use super::tracing::TracingProvider;
use async_openai::{
    config::OpenAIConfig,
    types::{
        ChatCompletionRequestMessage, ChatCompletionTool, ChatCompletionToolChoiceOption,
        CreateChatCompletionRequest, CreateChatCompletionRequestArgs, CreateChatCompletionResponse,
        CreateChatCompletionStreamResponse,
    },
    Client as OpenAIClient,
};
use async_trait::async_trait;
use futures::{Stream, StreamExt};
use serde_json::{json, Value};
use std::collections::HashMap;
use std::pin::Pin;
use std::sync::Arc;
use std::time::SystemTime;
use tracing::warn;
use uuid::Uuid;

pub type BoxError = Box<dyn std::error::Error + Send + Sync>;

pub type CompletionStream =
    Pin<Box<dyn Stream<Item = Result<CreateChatCompletionStreamResponse, BoxError>> + Send>>;

#[derive(Debug, Clone)]
pub struct ChatCompletionRequestOptions {
    pub model: String,
    pub temperature: Option<f32>,
    pub tools: Option<Vec<ChatCompletionTool>>,
    pub tool_choice: Option<ChatCompletionToolChoiceOption>,
}

pub const DEFAULT_MODEL: &str = "gpt-4o-mini";
const DEFAULT_TEMPERATURE: f32 = 0.0;
pub const DEFAULT_RUN_NAME: &str = "chat_turn_with_tools";

impl Default for ChatCompletionRequestOptions {
    fn default() -> Self {
        Self {
            model: DEFAULT_MODEL.to_string(),
            temperature: DEFAULT_TEMPERATURE.into(),
            tools: None,
            tool_choice: None,
        }
    }
}

/// Per-call tracing information
#[derive(Debug, Clone, Default)]
pub struct ChatCompletionCallOptions {
    pub trace_id: Option<String>,
    pub parent_trace_id: Option<String>,
    pub run_name: Option<String>,
    pub metadata: HashMap<String, String>,
}

impl ChatCompletionCallOptions {
    pub fn new(trace_id: Option<String>, parent_trace_id: Option<String>) -> Self {
        Self {
            trace_id,
            parent_trace_id,
            ..Default::default()
        }
    }

    pub fn with_run_name(mut self, run_name: impl Into<String>) -> Self {
        self.run_name = Some(run_name.into());
        self
    }

    pub fn with_metadata(mut self, metadata: HashMap<String, String>) -> Self {
        self.metadata = metadata;
        self
    }
}

fn create_base_request(
    messages: Vec<ChatCompletionRequestMessage>,
    options: ChatCompletionRequestOptions,
) -> CreateChatCompletionRequestArgs {
    let mut builder = CreateChatCompletionRequestArgs::default();
    builder.model(options.model).messages(messages);
    if let Some(temp) = options.temperature {
        builder.temperature(temp);
    }
    if let Some(tools) = options.tools {
        builder.tools(tools);
    }
    if let Some(tool_choice) = options.tool_choice {
        builder.tool_choice(tool_choice);
    }
    builder
}

/// Low-level access to an OpenAI-compatible chat completion endpoint.
#[async_trait]
pub trait ChatClient: Send + Sync {
    fn create_chat_completion_request(
        &self,
        messages: Vec<ChatCompletionRequestMessage>,
        options: ChatCompletionRequestOptions,
    ) -> Result<CreateChatCompletionRequest, BoxError> {
        Ok(create_base_request(messages, options).stream(false).build()?)
    }

    fn create_chat_completion_stream_request(
        &self,
        messages: Vec<ChatCompletionRequestMessage>,
        options: ChatCompletionRequestOptions,
    ) -> Result<CreateChatCompletionRequest, BoxError> {
        Ok(create_base_request(messages, options).stream(true).build()?)
    }

    async fn complete(
        &self,
        request: CreateChatCompletionRequest,
        options: Option<ChatCompletionCallOptions>,
    ) -> Result<CreateChatCompletionResponse, BoxError>;

    async fn complete_stream(
        &self,
        request: CreateChatCompletionRequest,
        options: Option<ChatCompletionCallOptions>,
    ) -> Result<CompletionStream, BoxError>;
}

pub struct ChatClientImpl {
    client: OpenAIClient<OpenAIConfig>,
    tracer: Option<Arc<dyn TracingProvider>>,
}

impl ChatClientImpl {
    pub fn new(api_key: String) -> Self {
        Self::with_config(OpenAIConfig::new().with_api_key(api_key))
    }

    /// Client for any OpenAI-compatible endpoint, e.g. `https://api.groq.com/openai/v1`.
    pub fn with_api_base(api_key: String, api_base: impl Into<String>) -> Self {
        Self::with_config(
            OpenAIConfig::new()
                .with_api_key(api_key)
                .with_api_base(api_base),
        )
    }

    pub fn with_config(config: OpenAIConfig) -> Self {
        Self {
            client: OpenAIClient::with_config(config),
            tracer: None,
        }
    }

    pub fn with_tracer(self, tracer: Arc<dyn TracingProvider>) -> Self {
        Self {
            client: self.client,
            tracer: Some(tracer),
        }
    }

    async fn start_trace(
        &self,
        name: &str,
        trace_type: &str,
        request: &CreateChatCompletionRequest,
        options: &Option<ChatCompletionCallOptions>,
    ) -> String {
        let trace_id = options
            .as_ref()
            .and_then(|o| o.trace_id.clone())
            .unwrap_or_else(|| Uuid::new_v4().to_string());

        if let Some(tracer) = &self.tracer {
            let parent_trace_id = options.as_ref().and_then(|o| o.parent_trace_id.clone());
            let run_name = options
                .as_ref()
                .and_then(|o| o.run_name.clone())
                .unwrap_or_else(|| name.to_string());
            let metadata = options
                .as_ref()
                .map(|o| o.metadata.clone())
                .unwrap_or_default();
            let inputs = serde_json::to_value(request)
                .unwrap_or_else(|_| json!({ "error": "Failed to serialize request" }));

            if let Err(e) = tracer
                .start_trace(
                    &trace_id,
                    &run_name,
                    trace_type,
                    &inputs,
                    parent_trace_id,
                    Some(SystemTime::now()),
                    &metadata,
                )
                .await
            {
                warn!(error = %e, trace_id = %trace_id, "failed to start trace");
            }
        }
        trace_id
    }
}

async fn end_trace(tracer: &Option<Arc<dyn TracingProvider>>, trace_id: &str, outputs: &Value) {
    if let Some(tracer) = tracer {
        if let Err(e) = tracer
            .end_trace(trace_id, outputs, Some(SystemTime::now()))
            .await
        {
            warn!(error = %e, trace_id = %trace_id, "failed to end trace");
        }
    }
}

#[async_trait]
impl ChatClient for ChatClientImpl {
    async fn complete(
        &self,
        request: CreateChatCompletionRequest,
        options: Option<ChatCompletionCallOptions>,
    ) -> Result<CreateChatCompletionResponse, BoxError> {
        let trace_id = self
            .start_trace("chat_completion", "llm", &request, &options)
            .await;

        let response = self.client.chat().create(request).await?;

        let outputs = serde_json::to_value(&response)
            .unwrap_or_else(|_| json!({ "error": "Failed to serialize response" }));
        end_trace(&self.tracer, &trace_id, &outputs).await;

        Ok(response)
    }

    async fn complete_stream(
        &self,
        request: CreateChatCompletionRequest,
        options: Option<ChatCompletionCallOptions>,
    ) -> Result<CompletionStream, BoxError> {
        let trace_id = self
            .start_trace("chat_completion_stream", "llm", &request, &options)
            .await;

        let mut stream = self.client.chat().create_stream(request).await?;
        let tracer = self.tracer.clone();

        let stream = async_stream::stream! {
            let mut full_response = String::new();
            while let Some(result) = stream.next().await {
                match result {
                    Ok(response) => {
                        if let Some(choice) = response.choices.first() {
                            if let Some(content) = &choice.delta.content {
                                full_response.push_str(content);
                            }
                        }
                        yield Ok(response);
                    }
                    Err(e) => {
                        yield Err(Box::new(e) as BoxError);
                    }
                }
            }

            end_trace(&tracer, &trace_id, &json!({ "streamed_content": full_response })).await;
        };

        Ok(Box::pin(stream))
    }
}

- [Work instruction] From the material above, set down exactly the lines between the line holding "pub type CompletionStream" and the line holding "impl Default for", inclusive. Include nothing else.

- [Exercise result]
pub type CompletionStream =
    Pin<Box<dyn Stream<Item = Result<CreateChatCompletionStreamResponse, BoxError>> + Send>>;

#[derive(Debug, Clone)]
pub struct ChatCompletionRequestOptions {
    pub model: String,
    pub temperature: Option<f32>,
    pub tools: Option<Vec<ChatCompletionTool>>,
    pub tool_choice: Option<ChatCompletionToolChoiceOption>,
}

pub const DEFAULT_MODEL: &str = "gpt-4o-mini";
const DEFAULT_TEMPERATURE: f32 = 0.0;
pub const DEFAULT_RUN_NAME: &str = "chat_turn_with_tools";

impl Default for ChatCompletionRequestOptions {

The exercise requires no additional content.